## Work item
In your reply, write out each entry exactly as given.

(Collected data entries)
* * * *
//! Configuration validation.
//!
//! # Responsibilities
//! - Semantic validation (serde handles syntactic)
//! - Validate value ranges (windows > 0, limits > 0, address parses)
//! - Enforce production-only requirements (session secret)
//!
//! # Design Decisions
//! - Returns all validation errors, not just first
//! - Validation is pure function: LedgerConfig → Result<(), Vec<ValidationError>>
//! - Runs after environment overrides, before config is accepted

use std::net::SocketAddr;

use crate::config::schema::{LedgerConfig, RoutePolicyConfig};

/// Minimum session secret length accepted in production.
pub const MIN_SESSION_SECRET_LEN: usize = 32;

/// A single semantic problem with the configuration.
#[derive(Debug, Clone, PartialEq, Eq, thiserror::Error)]
#[error("{field}: {message}")]
pub struct ValidationError {
    pub field: String,
    pub message: String,
}

impl ValidationError {
    fn new(field: impl Into<String>, message: impl Into<String>) -> Self {
        Self {
            field: field.into(),
            message: message.into(),
        }
    }
}

/// Validate a fully assembled configuration.
pub fn validate_config(config: &LedgerConfig) -> Result<(), Vec<ValidationError>> {
    let mut errors = Vec::new();

    if config.server.bind_address.parse::<SocketAddr>().is_err() {
        errors.push(ValidationError::new(
            "server.bind_address",
            format!("'{}' is not a socket address", config.server.bind_address),
        ));
    }

    if config.limits.json_body_bytes == 0 {
        errors.push(ValidationError::new("limits.json_body_bytes", "must be greater than 0"));
    }
    if config.limits.form_body_bytes == 0 {
        errors.push(ValidationError::new("limits.form_body_bytes", "must be greater than 0"));
    }

    let rl = &config.rate_limit;
    for (name, policy) in [
        ("general", &rl.general),
        ("login", &rl.login),
        ("registration", &rl.registration),
        ("password_change", &rl.password_change),
    ] {
        validate_policy(name, policy, &mut errors);
    }
    if rl.sweep_interval_secs == 0 {
        errors.push(ValidationError::new(
            "rate_limit.sweep_interval_secs",
            "must be greater than 0",
        ));
    }

    if config.server.environment.is_production()
        && config.session.secret.len() < MIN_SESSION_SECRET_LEN
    {
        errors.push(ValidationError::new(
            "session.secret",
            format!("SESSION_SECRET must be at least {MIN_SESSION_SECRET_LEN} bytes in production"),
        ));
    }

    if let Some(url) = &config.database.url {
        if url::Url::parse(url).is_err() {
            errors.push(ValidationError::new("database.url", "DATABASE_URL is not a valid URL"));
        }
    }

    if errors.is_empty() {
        Ok(())
    } else {
        Err(errors)
    }
}

fn validate_policy(name: &str, policy: &RoutePolicyConfig, errors: &mut Vec<ValidationError>) {
    let field = |key: &str| format!("rate_limit.{name}.{key}");

    if policy.window_secs == 0 {
        errors.push(ValidationError::new(field("window_secs"), "must be greater than 0"));
    }
    if policy.max_requests == 0 {
        errors.push(ValidationError::new(field("max_requests"), "must be greater than 0"));
    }
    if !policy.path_prefix.starts_with('/') {
        errors.push(ValidationError::new(field("path_prefix"), "must start with '/'"));
    }
}

#[cfg(test)]
mod tests {
    use super::*;
    use crate::config::schema::Environment;

    #[test]
    fn test_default_config_is_valid() {
        assert!(validate_config(&LedgerConfig::default()).is_ok());
    }

    #[test]
    fn test_collects_every_error() {
        let mut config = LedgerConfig::default();
        config.server.bind_address = "not-an-address".into();
        config.limits.json_body_bytes = 0;
        config.rate_limit.login.max_requests = 0;
        config.rate_limit.registration.path_prefix = "api/register".into();

        let errors = validate_config(&config).unwrap_err();
        let fields: Vec<&str> = errors.iter().map(|e| e.field.as_str()).collect();
        assert_eq!(
            fields,
            vec![
                "server.bind_address",
                "limits.json_body_bytes",
                "rate_limit.login.max_requests",
                "rate_limit.registration.path_prefix",
            ]
        );
    }

    #[test]
    fn test_production_requires_session_secret() {
        let mut config = LedgerConfig::default();
        config.server.environment = Environment::Production;

        let errors = validate_config(&config).unwrap_err();
        assert_eq!(errors.len(), 1);
        assert_eq!(errors[0].field, "session.secret");

        config.session.secret = "s".repeat(MIN_SESSION_SECRET_LEN);
        assert!(validate_config(&config).is_ok());
    }

    #[test]
    fn test_rejects_malformed_database_url() {
        let mut config = LedgerConfig::default();
        config.database.url = Some("no scheme here".into());
        assert!(validate_config(&config).is_err());

        config.database.url = Some("postgres://ledger@localhost/ledger".into());
        assert!(validate_config(&config).is_ok());
    }
}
* * * *
## Written answer
//! Configuration validation.
//!
//! # Responsibilities
//! - Semantic validation (serde handles syntactic)
//! - Validate value ranges (windows > 0, limits > 0, address parses)
//! - Enforce production-only requirements (session secret)
//!
//! # Design Decisions
//! - Returns all validation errors, not just first
//! - Validation is pure function: LedgerConfig → Result<(), Vec<ValidationError>>
//! - Runs after environment overrides, before config is accepted

use std::net::SocketAddr;

use crate::config::schema::{LedgerConfig, RoutePolicyConfig};

/// Minimum session secret length accepted in production.
pub const MIN_SESSION_SECRET_LEN: usize = 32;

/// A single semantic problem with the configuration.
#[derive(Debug, Clone, PartialEq, Eq, thiserror::Error)]
#[error("{field}: {message}")]
pub struct ValidationError {
    pub field: String,
    pub message: String,
}

impl ValidationError {
    fn new(field: impl Into<String>, message: impl Into<String>) -> Self {
        Self {
            field: field.into(),
            message: message.into(),
        }
    }
}

/// Validate a fully assembled configuration.
pub fn validate_config(config: &LedgerConfig) -> Result<(), Vec<ValidationError>> {
    let mut errors = Vec::new();

    if config.server.bind_address.parse::<SocketAddr>().is_err() {
        errors.push(ValidationError::new(
            "server.bind_address",
            format!("'{}' is not a socket address", config.server.bind_address),
        ));
    }

    if config.limits.json_body_bytes == 0 {
        errors.push(ValidationError::new("limits.json_body_bytes", "must be greater than 0"));
    }
    if config.limits.form_body_bytes == 0 {
        errors.push(ValidationError::new("limits.form_body_bytes", "must be greater than 0"));
    }

    let rl = &config.rate_limit;
    for (name, policy) in [
        ("general", &rl.general),
        ("login", &rl.login),
        ("registration", &rl.registration),
        ("password_change", &rl.password_change),
    ] {
        validate_policy(name, policy, &mut errors);
    }
    if rl.sweep_interval_secs == 0 {
        errors.push(ValidationError::new(
            "rate_limit.sweep_interval_secs",
            "must be greater than 0",
        ));
    }

    if config.server.environment.is_production()
        && config.session.secret.len() < MIN_SESSION_SECRET_LEN
    {
        errors.push(ValidationError::new(
            "session.secret",
            format!("SESSION_SECRET must be at least {MIN_SESSION_SECRET_LEN} bytes in production"),
        ));
    }

    if let Some(url) = &config.database.url {
        if url::Url::parse(url).is_err() {
            errors.push(ValidationError::new("database.url", "DATABASE_URL is not a valid URL"));
        }
    }

    if errors.is_empty() {
        Ok(())
    } else {
        Err(errors)
    }
}

fn validate_policy(name: &str, policy: &RoutePolicyConfig, errors: &mut Vec<ValidationError>) {
    let field = |key: &str| format!("rate_limit.{name}.{key}");

    if policy.window_secs == 0 {
        errors.push(ValidationError::new(field("window_secs"), "must be greater than 0"));
    }
    if policy.max_requests == 0 {
        errors.push(ValidationError::new(field("max_requests"), "must be greater than 0"));
    }
    if !policy.path_prefix.starts_with('/') {
        errors.push(ValidationError::new(field("path_prefix"), "must start with '/'"));
    }
}

#[cfg(test)]
mod tests {
    use super::*;
    use crate::config::schema::Environment;

    #[test]
    fn test_default_config_is_valid() {
        assert!(validate_config(&LedgerConfig::default()).is_ok());
    }

    #[test]
    fn test_collects_every_error() {
        let mut config = LedgerConfig::default();
        config.server.bind_address = "not-an-address".into();
        config.limits.json_body_bytes = 0;
        config.rate_limit.login.max_requests = 0;
        config.rate_limit.registration.path_prefix = "api/register".into();

        let errors = validate_config(&config).unwrap_err();
        let fields: Vec<&str> = errors.iter().map(|e| e.field.as_str()).collect();
        assert_eq!(
            fields,
            vec![
                "server.bind_address",
                "limits.json_body_bytes",
                "rate_limit.login.max_requests",
                "rate_limit.registration.path_prefix",
            ]
        );
    }

    #[test]
    fn test_production_requires_session_secret() {
        let mut config = LedgerConfig::default();
        config.server.environment = Environment::Production;

        let errors = validate_config(&config).unwrap_err();
        assert_eq!(errors.len(), 1);
        assert_eq!(errors[0].field, "session.secret");

        config.session.secret = "s".repeat(MIN_SESSION_SECRET_LEN);
        assert!(validate_config(&config).is_ok());
    }

    #[test]
    fn test_rejects_malformed_database_url() {
        let mut config = LedgerConfig::default();
        config.database.url = Some("no scheme here".into());
        assert!(validate_config(&config).is_err());

        config.database.url = Some("postgres://ledger@localhost/ledger".into());
        assert!(validate_config(&config).is_ok());
    }
}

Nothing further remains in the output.